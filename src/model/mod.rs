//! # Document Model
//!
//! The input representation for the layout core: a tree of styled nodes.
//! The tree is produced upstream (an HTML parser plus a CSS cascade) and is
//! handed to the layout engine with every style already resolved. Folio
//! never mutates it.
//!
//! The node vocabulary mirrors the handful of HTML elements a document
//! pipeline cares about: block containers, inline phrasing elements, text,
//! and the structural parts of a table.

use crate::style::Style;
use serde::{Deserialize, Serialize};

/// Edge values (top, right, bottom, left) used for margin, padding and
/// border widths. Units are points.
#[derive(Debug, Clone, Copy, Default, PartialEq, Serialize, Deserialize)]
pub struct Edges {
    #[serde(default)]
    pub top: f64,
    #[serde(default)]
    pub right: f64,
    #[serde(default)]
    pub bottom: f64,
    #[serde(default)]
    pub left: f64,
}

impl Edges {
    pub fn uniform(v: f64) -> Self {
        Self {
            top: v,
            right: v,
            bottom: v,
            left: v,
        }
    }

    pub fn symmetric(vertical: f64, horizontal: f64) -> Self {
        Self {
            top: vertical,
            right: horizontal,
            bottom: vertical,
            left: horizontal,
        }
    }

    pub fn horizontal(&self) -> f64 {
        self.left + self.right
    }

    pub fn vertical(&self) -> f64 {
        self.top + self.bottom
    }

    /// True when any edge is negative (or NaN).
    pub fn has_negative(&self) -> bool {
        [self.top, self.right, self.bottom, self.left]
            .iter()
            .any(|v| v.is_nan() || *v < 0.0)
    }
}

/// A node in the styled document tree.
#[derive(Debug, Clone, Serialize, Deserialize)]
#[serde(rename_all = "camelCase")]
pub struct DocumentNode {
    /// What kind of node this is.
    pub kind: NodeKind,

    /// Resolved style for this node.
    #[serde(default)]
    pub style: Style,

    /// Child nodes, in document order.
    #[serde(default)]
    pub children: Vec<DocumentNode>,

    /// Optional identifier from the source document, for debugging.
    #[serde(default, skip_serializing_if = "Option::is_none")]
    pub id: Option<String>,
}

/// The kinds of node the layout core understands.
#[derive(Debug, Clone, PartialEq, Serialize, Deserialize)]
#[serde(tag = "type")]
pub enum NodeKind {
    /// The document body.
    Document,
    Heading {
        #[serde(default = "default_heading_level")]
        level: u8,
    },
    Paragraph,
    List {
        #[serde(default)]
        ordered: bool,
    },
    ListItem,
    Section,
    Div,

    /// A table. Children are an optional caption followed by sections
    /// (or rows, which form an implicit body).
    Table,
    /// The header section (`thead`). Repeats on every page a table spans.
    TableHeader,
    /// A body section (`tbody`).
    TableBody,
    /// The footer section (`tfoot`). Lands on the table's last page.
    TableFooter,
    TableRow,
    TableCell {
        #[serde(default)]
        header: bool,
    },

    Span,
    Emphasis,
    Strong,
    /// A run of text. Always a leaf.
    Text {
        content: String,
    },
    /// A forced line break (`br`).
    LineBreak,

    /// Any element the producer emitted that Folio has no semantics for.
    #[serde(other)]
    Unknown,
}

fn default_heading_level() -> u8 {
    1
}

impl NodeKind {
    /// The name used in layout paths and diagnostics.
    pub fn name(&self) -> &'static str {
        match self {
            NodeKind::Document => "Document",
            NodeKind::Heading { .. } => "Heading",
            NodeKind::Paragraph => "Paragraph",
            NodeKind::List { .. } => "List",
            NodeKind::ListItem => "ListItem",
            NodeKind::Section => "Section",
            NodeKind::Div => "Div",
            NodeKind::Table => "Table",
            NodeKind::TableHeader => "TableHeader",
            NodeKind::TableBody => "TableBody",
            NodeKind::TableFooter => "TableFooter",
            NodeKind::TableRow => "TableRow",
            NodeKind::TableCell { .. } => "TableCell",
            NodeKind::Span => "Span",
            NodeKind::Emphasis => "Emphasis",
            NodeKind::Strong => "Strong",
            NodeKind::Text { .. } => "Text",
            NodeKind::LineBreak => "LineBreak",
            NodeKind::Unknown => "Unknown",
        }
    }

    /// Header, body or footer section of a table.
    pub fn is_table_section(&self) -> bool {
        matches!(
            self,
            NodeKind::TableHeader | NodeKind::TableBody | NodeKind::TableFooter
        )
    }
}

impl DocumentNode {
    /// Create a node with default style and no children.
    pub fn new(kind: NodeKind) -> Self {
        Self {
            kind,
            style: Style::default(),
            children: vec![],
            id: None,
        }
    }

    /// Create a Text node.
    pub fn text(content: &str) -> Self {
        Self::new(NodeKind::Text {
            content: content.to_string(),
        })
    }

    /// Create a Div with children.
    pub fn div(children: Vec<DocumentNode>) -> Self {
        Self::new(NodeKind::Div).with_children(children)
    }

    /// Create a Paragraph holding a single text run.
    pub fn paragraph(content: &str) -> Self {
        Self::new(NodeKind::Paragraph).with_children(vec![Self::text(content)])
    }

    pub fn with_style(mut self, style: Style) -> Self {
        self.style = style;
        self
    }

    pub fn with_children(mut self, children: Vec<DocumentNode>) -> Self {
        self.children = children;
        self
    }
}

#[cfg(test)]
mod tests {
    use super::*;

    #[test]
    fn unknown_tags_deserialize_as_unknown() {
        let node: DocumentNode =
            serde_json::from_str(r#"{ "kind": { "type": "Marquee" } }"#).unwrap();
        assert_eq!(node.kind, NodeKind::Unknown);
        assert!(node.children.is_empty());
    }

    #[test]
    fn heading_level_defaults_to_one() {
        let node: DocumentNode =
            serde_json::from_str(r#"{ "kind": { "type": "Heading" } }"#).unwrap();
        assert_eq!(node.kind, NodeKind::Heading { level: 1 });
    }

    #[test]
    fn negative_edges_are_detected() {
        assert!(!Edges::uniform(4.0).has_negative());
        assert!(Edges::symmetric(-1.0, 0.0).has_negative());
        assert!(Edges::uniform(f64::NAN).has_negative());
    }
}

◆ ◆ ◆

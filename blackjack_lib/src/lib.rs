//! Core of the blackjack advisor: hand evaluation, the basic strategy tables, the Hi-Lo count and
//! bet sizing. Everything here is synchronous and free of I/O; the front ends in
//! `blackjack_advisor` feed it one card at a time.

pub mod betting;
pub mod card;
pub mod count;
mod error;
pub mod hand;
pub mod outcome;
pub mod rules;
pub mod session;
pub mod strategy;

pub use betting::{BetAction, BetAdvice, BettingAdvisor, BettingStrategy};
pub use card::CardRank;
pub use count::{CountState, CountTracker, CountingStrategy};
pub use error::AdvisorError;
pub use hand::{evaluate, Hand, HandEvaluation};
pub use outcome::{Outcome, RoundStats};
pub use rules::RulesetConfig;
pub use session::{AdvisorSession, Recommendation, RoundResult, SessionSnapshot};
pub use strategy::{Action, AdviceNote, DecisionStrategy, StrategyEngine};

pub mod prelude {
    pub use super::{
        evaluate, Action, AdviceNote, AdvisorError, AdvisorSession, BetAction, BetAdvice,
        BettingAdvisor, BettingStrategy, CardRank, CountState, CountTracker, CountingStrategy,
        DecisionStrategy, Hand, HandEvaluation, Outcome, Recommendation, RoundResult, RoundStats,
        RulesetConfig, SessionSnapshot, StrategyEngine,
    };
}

◆ ◆ ◆

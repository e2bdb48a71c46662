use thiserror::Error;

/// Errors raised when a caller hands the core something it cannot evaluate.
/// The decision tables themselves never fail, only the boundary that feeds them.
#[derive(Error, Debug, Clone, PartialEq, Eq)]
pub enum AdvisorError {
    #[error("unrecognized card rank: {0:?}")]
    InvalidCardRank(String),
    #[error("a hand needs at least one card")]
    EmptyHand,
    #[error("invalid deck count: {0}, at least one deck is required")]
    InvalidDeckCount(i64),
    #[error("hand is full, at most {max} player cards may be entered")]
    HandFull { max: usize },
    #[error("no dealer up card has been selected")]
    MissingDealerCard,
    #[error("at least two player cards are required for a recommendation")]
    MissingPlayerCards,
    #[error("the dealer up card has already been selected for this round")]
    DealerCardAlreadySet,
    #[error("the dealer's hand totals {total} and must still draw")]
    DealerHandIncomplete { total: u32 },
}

◆ ◆ ◆

**PROBLEM REQUIREMENTS:** Only lines holding the word "that" are wanted; list them all from the material.

**EXERCISE RESULT:**
    /// Any element the producer emitted that Folio has no semantics for.
/// The decision tables themselves never fail, only the boundary that feeds them.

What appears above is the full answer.